Please know this decision was not reached lightly and we appreciate your understanding on the matter.

Regards, GitLab

GitLab Support Team GitLab, Inc.

>For the record, I didn't publish vulnerable systems, I published stores that have malware.

This is a crucial point, because it shows GitLab is basically nonresponsive to the key issue; it's the difference between "Here's how to hack Giant Anchor Retailer" (unethical, possibly illegal) and "Giant Anchor Retailer has been hacked, estimated NNN cards may have been compromised" (of public interest, not illegal). In my case, I want to know if I used any of the retailers on the list!

For GitLab to call this "egregious" and that they "will not abide it" suggests that either GitLab is technically incompetent in security matters, or that they've received legal notices and decided that the shortest path to resolution is to throw their users under the nearest publicly-operated multiwheeled passenger conveyance. In either case, poor show, good reason to seriously consider moving off GH and GL.
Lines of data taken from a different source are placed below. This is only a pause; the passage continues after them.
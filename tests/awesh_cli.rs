//! Integration tests that lock the awesh CLI flag surface.

use std::process::Command;

fn combined_output(output: &std::process::Output) -> String {
    let mut combined = String::new();
    combined.push_str(&String::from_utf8_lossy(&output.stdout));
    combined.push_str(&String::from_utf8_lossy(&output.stderr));
    combined
}

fn awesh_bin() -> &'static str {
    option_env!("CARGO_BIN_EXE_awesh").expect("awesh test binary not built")
}

#[test]
fn awesh_help_mentions_the_flags() {
    let output = Command::new(awesh_bin())
        .arg("--help")
        .output()
        .expect("run awesh --help");
    assert!(output.status.success());
    let combined = combined_output(&output);
    assert!(combined.contains("awesh"));
    assert!(combined.contains("--verbose"));
    assert!(combined.contains("--config"));
}

#[test]
fn awesh_version_reports_the_crate_version() {
    let output = Command::new(awesh_bin())
        .arg("--version")
        .output()
        .expect("run awesh --version");
    assert!(output.status.success());
    assert!(combined_output(&output).contains(env!("CARGO_PKG_VERSION")));
}
//! The frontend's connection to the backend (through the security proxy).
//!
//! Connection is lazy: a failed connect is not an error, it just leaves the
//! link down until the next attempt. While a query is in flight the link
//! wakes every five seconds to print a progress dot; after the configured
//! cap it declares a timeout and tears the connection down so the next
//! query reconnects fresh.

use crate::ipc::wire::{Reply, Request};
use crate::ipc::Endpoints;
use anyhow::{bail, Context, Result};
use std::env;
use std::io::{ErrorKind, Read, Write};
use std::os::unix::net::UnixStream;
use std::path::PathBuf;
use std::time::Duration;
use tracing::debug;

/// Progress dot cadence while awaiting a reply.
pub const DOT_INTERVAL: Duration = Duration::from_secs(5);
/// Default overall reply cap (~5 minutes = 64 dots).
pub const DEFAULT_MAX_DOTS: u32 = 64;

const MAX_REPLY_LEN: usize = 64 * 1024;

#[derive(Debug, Clone, Copy, PartialEq, Eq)]
pub enum AiStatus {
    Loading,
    Ready,
    Failed,
}

impl AiStatus {
    pub fn label(self) -> &'static str {
        match self {
            AiStatus::Loading => "loading",
            AiStatus::Ready => "ready",
            AiStatus::Failed => "failed",
        }
    }
}

pub struct BackendLink {
    socket: PathBuf,
    stream: Option<UnixStream>,
    pub status: AiStatus,
    max_dots: u32,
}

impl BackendLink {
    pub fn new(endpoints: &Endpoints) -> Self {
        Self {
            socket: endpoints.backend_public.clone(),
            stream: None,
            status: AiStatus::Loading,
            max_dots: DEFAULT_MAX_DOTS,
        }
    }

    pub fn is_connected(&self) -> bool {
        self.stream.is_some()
    }

    pub fn is_ready(&self) -> bool {
        self.stream.is_some() && self.status == AiStatus::Ready
    }

    /// Lazy reconnect; cheap to call every prompt.
    pub fn try_connect(&mut self) -> bool {
        if self.stream.is_some() {
            return true;
        }
        match UnixStream::connect(&self.socket) {
            Ok(stream) => {
                debug!(socket = %self.socket.display(), "connected to backend");
                self.stream = Some(stream);
                true
            }
            Err(err) => {
                debug!("backend connect failed: {err}");
                false
            }
        }
    }

    pub fn disconnect(&mut self) {
        self.stream = None;
    }

    /// Ask the backend whether the AI is ready; quick, bounded wait.
    pub fn poll_status(&mut self) {
        if !self.try_connect() {
            return;
        }
        match self.exchange(&Request::Status.encode(), Duration::from_secs(1), 1) {
            Ok(reply) => match Reply::parse(reply.trim_end()) {
                Reply::Ready => self.status = AiStatus::Ready,
                Reply::Loading => self.status = AiStatus::Loading,
                _ => {}
            },
            Err(err) => {
                debug!("status poll failed: {err:#}");
                self.disconnect();
            }
        }
    }

    /// Send one request and wait for its reply, syncing the working
    /// directory first so the backend resolves relative paths correctly.
    pub fn send_query(&mut self, request: &Request) -> Result<Reply> {
        if !self.try_connect() {
            bail!("backend is not reachable");
        }
        self.sync_cwd();

        let raw = match self.exchange(&request.encode(), DOT_INTERVAL, self.max_dots) {
            Ok(raw) => raw,
            Err(err) => {
                // Tear down so the next query reconnects fresh.
                self.disconnect();
                return Err(err);
            }
        };
        Ok(Reply::parse(raw.trim_end_matches('\0').trim_end()))
    }

    /// Fire a control message (verbosity, provider, model) and quietly
    /// consume whatever acknowledgment comes back.
    pub fn send_control(&mut self, request: &Request) {
        if !self.try_connect() {
            return;
        }
        if self
            .exchange(&request.encode(), Duration::from_secs(1), 1)
            .is_err()
        {
            // Control messages are best-effort; a dead link just resets.
            self.disconnect();
        }
    }

    /// Best-effort CWD sync; the ack is consumed and ignored.
    fn sync_cwd(&mut self) {
        if let Ok(cwd) = env::current_dir() {
            let message = Request::Cwd(cwd.to_string_lossy().into_owned()).encode();
            let _ = self.exchange(&message, Duration::from_secs(1), 1);
        }
    }

    /// Write `payload`, then wait for a reply in `slice`-long waits, up to
    /// `max_slices` of them, printing a progress dot per expired slice
    /// (when more than one is allowed).
    fn exchange(&mut self, payload: &str, slice: Duration, max_slices: u32) -> Result<String> {
        let stream = self.stream.as_mut().context("backend link is down")?;
        stream
            .write_all(payload.as_bytes())
            .context("sending to backend")?;
        stream
            .set_read_timeout(Some(slice))
            .context("setting reply timeout")?;

        let show_dots = max_slices > 1;
        let mut dots = 0u32;
        let mut buf = vec![0u8; MAX_REPLY_LEN];
        loop {
            match stream.read(&mut buf) {
                Ok(0) => bail!("backend disconnected"),
                Ok(n) => {
                    if show_dots && dots > 0 {
                        println!();
                    }
                    return Ok(String::from_utf8_lossy(&buf[..n]).into_owned());
                }
                Err(err)
                    if matches!(err.kind(), ErrorKind::WouldBlock | ErrorKind::TimedOut) =>
                {
                    dots += 1;
                    if dots >= max_slices {
                        if show_dots {
                            println!();
                        }
                        bail!("backend reply timed out");
                    }
                    if show_dots {
                        print!(".");
                        let _ = std::io::stdout().flush();
                    }
                }
                Err(err) if err.kind() == ErrorKind::Interrupted => {}
                Err(err) => return Err(err).context("reading backend reply"),
            }
        }
    }
}

#[cfg(test)]
mod tests {
    use super::*;
    use std::os::unix::net::UnixListener;
    use std::sync::atomic::{AtomicBool, Ordering};
    use std::sync::Arc;
    use std::thread;
    use std::time::{SystemTime, UNIX_EPOCH};

    fn test_endpoints(tag: &str) -> (Endpoints, PathBuf) {
        let nanos = SystemTime::now()
            .duration_since(UNIX_EPOCH)
            .expect("system time should be after epoch")
            .as_nanos();
        let root = env::temp_dir().join(format!("awesh-link-{tag}-{nanos}"));
        std::fs::create_dir_all(&root).expect("create test root");
        (Endpoints::rooted_at(&root), root)
    }

    #[test]
    fn connect_fails_quietly_without_a_listener() {
        let (endpoints, root) = test_endpoints("down");
        let mut link = BackendLink::new(&endpoints);
        assert!(!link.try_connect());
        assert!(!link.is_connected());
        assert!(!link.is_ready());
        let _ = std::fs::remove_dir_all(root);
    }

    #[test]
    fn status_poll_marks_the_link_ready() {
        let (endpoints, root) = test_endpoints("status");
        let listener = UnixListener::bind(&endpoints.backend_public).expect("bind");
        let stop = Arc::new(AtomicBool::new(false));
        let server_stop = Arc::clone(&stop);
        let server = thread::spawn(move || {
            if let Ok((mut stream, _)) = listener.accept() {
                let mut buf = [0u8; 256];
                while !server_stop.load(Ordering::SeqCst) {
                    match stream.read(&mut buf) {
                        Ok(0) => break,
                        Ok(n) => {
                            let text = String::from_utf8_lossy(&buf[..n]).to_string();
                            if text == "STATUS" {
                                let _ = stream.write_all(b"AI_READY");
                            } else {
                                let _ = stream.write_all(b"ack");
                            }
                        }
                        Err(_) => break,
                    }
                }
            }
        });

        let mut link = BackendLink::new(&endpoints);
        link.poll_status();
        assert_eq!(link.status, AiStatus::Ready);
        assert!(link.is_ready());

        stop.store(true, Ordering::SeqCst);
        link.disconnect();
        let _ = server.join();
        let _ = std::fs::remove_dir_all(root);
    }

    #[test]
    fn query_gets_the_reply_after_the_cwd_sync() {
        let (endpoints, root) = test_endpoints("query");
        let listener = UnixListener::bind(&endpoints.backend_public).expect("bind");
        let server = thread::spawn(move || {
            if let Ok((mut stream, _)) = listener.accept() {
                let mut buf = [0u8; 4096];
                loop {
                    match stream.read(&mut buf) {
                        Ok(0) => break,
                        Ok(n) => {
                            let text = String::from_utf8_lossy(&buf[..n]).to_string();
                            if text.starts_with("CWD:") {
                                let _ = stream.write_all(b"ack");
                            } else if text.starts_with("QUERY:") {
                                let _ = stream.write_all(b"use tar -czf");
                                break;
                            }
                        }
                        Err(_) => break,
                    }
                }
            }
        });

        let mut link = BackendLink::new(&endpoints);
        let reply = link
            .send_query(&Request::Query("how do I compress a directory?".into()))
            .expect("query reply");
        assert_eq!(reply, Reply::Text("use tar -czf".to_string()));

        let _ = server.join();
        let _ = std::fs::remove_dir_all(root);
    }

    #[test]
    fn reply_timeout_tears_the_link_down() {
        let (endpoints, root) = test_endpoints("timeout");
        let listener = UnixListener::bind(&endpoints.backend_public).expect("bind");
        let server = thread::spawn(move || {
            // Accept, consume everything, never reply.
            if let Ok((mut stream, _)) = listener.accept() {
                let mut buf = [0u8; 4096];
                while let Ok(n) = stream.read(&mut buf) {
                    if n == 0 {
                        break;
                    }
                }
            }
        });

        let mut link = BackendLink::new(&endpoints);
        link.max_dots = 1;
        // Shrink the CWD sync wait too by letting it fail fast: the sync
        // uses a single one-second slice, acceptable for a test.
        let err = link
            .send_query(&Request::Query("slow question".into()))
            .expect_err("must time out");
        assert!(err.to_string().contains("timed out"), "got {err:#}");
        assert!(!link.is_connected());

        drop(link);
        let _ = server.join();
        let _ = std::fs::remove_dir_all(root);
    }
}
And even if it were (a list of vulnerable systems, that is), why the fuck do they think that they should censor serious journalism? If you operate a public venue, then it is an important societal role of journalism to report on it if that public venue poses a risk to the public, whether that might also have negative consequences for the people operating it is completely irrelevant.

You mistook "free and accessible" with "public".

You may exercise freedom of speech but not on server that belongs to a private company - it is their right to limit what kind of content they like.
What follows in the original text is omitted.